(EXERCISE DATA)

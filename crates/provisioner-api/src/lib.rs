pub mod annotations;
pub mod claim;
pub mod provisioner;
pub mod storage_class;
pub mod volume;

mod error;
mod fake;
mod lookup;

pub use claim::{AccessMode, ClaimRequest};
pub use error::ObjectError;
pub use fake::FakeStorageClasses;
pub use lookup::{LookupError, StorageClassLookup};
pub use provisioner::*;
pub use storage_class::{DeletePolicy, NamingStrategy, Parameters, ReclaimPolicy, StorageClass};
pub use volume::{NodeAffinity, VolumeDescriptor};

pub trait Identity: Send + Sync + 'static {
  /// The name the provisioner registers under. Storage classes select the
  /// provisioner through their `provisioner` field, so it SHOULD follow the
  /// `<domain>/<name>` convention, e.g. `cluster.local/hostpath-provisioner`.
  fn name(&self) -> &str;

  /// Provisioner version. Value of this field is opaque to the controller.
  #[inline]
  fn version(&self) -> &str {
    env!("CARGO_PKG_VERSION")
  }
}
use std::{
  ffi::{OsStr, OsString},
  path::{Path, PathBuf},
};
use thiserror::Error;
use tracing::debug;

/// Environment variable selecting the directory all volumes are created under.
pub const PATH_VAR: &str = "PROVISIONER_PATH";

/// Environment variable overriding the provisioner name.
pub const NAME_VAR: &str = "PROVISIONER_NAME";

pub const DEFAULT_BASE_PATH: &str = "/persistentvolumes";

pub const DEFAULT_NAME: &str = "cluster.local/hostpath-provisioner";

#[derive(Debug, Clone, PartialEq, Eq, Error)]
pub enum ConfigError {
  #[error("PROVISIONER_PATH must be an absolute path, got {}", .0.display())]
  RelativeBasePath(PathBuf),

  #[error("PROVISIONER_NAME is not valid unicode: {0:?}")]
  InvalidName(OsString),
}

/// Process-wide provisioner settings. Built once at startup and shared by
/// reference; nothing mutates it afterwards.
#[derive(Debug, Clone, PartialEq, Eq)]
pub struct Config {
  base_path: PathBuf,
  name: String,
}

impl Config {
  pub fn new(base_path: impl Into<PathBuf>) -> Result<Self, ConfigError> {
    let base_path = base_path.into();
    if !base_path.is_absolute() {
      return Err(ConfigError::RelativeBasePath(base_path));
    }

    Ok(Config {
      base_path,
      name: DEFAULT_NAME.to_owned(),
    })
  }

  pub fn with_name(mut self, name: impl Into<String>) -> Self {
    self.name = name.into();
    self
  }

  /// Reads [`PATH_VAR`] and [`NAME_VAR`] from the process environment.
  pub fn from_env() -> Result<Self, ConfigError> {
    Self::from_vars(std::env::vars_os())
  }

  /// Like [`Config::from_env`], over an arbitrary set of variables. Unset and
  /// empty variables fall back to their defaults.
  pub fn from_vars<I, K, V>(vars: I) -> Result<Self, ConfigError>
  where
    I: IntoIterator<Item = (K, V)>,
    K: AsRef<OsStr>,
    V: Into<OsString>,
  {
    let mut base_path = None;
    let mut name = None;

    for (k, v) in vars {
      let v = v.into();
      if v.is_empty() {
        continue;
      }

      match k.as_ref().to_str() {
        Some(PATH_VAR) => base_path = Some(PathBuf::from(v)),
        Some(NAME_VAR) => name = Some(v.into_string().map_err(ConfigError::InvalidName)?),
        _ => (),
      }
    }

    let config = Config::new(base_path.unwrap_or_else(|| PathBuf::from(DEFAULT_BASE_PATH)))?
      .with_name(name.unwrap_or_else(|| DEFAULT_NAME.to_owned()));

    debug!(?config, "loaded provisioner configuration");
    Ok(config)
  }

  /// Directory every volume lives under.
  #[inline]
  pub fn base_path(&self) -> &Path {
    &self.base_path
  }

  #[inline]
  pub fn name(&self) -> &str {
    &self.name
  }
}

(End EXERCISE DATA)
(EXERCISE DATA)

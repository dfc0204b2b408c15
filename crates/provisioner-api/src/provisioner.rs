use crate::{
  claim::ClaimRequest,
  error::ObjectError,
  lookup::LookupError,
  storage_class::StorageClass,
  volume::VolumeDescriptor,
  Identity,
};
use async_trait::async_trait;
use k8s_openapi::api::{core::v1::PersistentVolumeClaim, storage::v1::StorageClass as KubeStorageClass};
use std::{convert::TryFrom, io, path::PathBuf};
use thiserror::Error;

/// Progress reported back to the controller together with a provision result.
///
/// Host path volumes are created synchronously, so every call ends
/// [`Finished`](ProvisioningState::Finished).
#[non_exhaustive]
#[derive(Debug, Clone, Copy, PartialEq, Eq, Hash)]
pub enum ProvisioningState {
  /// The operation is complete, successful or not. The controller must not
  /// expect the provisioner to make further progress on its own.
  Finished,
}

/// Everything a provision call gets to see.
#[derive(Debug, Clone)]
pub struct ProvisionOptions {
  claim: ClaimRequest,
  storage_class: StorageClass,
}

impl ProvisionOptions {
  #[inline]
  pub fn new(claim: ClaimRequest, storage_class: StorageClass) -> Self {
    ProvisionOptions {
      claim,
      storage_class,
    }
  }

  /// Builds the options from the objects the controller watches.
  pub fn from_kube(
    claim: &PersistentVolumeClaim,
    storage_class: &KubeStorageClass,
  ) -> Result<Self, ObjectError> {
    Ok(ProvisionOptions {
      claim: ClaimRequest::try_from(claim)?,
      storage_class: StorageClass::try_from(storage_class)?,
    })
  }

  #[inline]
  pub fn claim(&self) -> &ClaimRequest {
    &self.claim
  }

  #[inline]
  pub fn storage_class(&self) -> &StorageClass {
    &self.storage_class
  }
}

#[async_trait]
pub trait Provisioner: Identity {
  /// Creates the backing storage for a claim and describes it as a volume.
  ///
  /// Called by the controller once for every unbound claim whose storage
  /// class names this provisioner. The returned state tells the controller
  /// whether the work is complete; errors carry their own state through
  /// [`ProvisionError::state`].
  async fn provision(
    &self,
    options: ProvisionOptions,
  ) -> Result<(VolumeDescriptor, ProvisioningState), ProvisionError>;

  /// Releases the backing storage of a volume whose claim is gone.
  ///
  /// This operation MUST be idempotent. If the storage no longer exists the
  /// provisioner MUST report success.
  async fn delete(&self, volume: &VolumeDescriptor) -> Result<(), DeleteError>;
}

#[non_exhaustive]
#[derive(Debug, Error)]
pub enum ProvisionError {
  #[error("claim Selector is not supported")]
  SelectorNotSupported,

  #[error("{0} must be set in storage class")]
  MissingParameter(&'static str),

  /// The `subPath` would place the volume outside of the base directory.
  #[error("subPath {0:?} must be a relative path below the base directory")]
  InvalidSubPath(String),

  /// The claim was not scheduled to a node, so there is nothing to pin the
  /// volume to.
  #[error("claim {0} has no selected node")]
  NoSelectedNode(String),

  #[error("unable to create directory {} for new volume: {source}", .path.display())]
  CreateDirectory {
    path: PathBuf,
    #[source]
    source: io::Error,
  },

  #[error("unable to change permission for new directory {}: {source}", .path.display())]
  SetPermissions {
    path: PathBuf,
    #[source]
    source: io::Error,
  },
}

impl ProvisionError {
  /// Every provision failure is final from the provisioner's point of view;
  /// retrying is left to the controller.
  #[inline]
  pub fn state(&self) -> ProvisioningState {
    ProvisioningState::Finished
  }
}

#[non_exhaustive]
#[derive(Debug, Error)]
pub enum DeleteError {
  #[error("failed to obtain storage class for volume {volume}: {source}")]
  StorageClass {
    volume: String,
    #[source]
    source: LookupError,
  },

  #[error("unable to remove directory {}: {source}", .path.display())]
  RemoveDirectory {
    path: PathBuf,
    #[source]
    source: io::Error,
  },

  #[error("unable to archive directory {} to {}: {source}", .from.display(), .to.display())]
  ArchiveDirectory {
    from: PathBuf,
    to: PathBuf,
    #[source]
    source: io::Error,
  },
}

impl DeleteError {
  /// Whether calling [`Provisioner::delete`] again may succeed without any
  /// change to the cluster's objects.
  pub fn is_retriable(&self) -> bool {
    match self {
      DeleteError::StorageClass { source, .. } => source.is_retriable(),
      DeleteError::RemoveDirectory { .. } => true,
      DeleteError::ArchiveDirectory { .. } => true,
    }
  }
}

(End EXERCISE DATA)

Which lines of the listing include the string "filename"? Pull them out.

TASK RESULT =>
filename crates/provisioner-api/src/lib.rs
filename crates/provisioner-api/src/provisioner.rs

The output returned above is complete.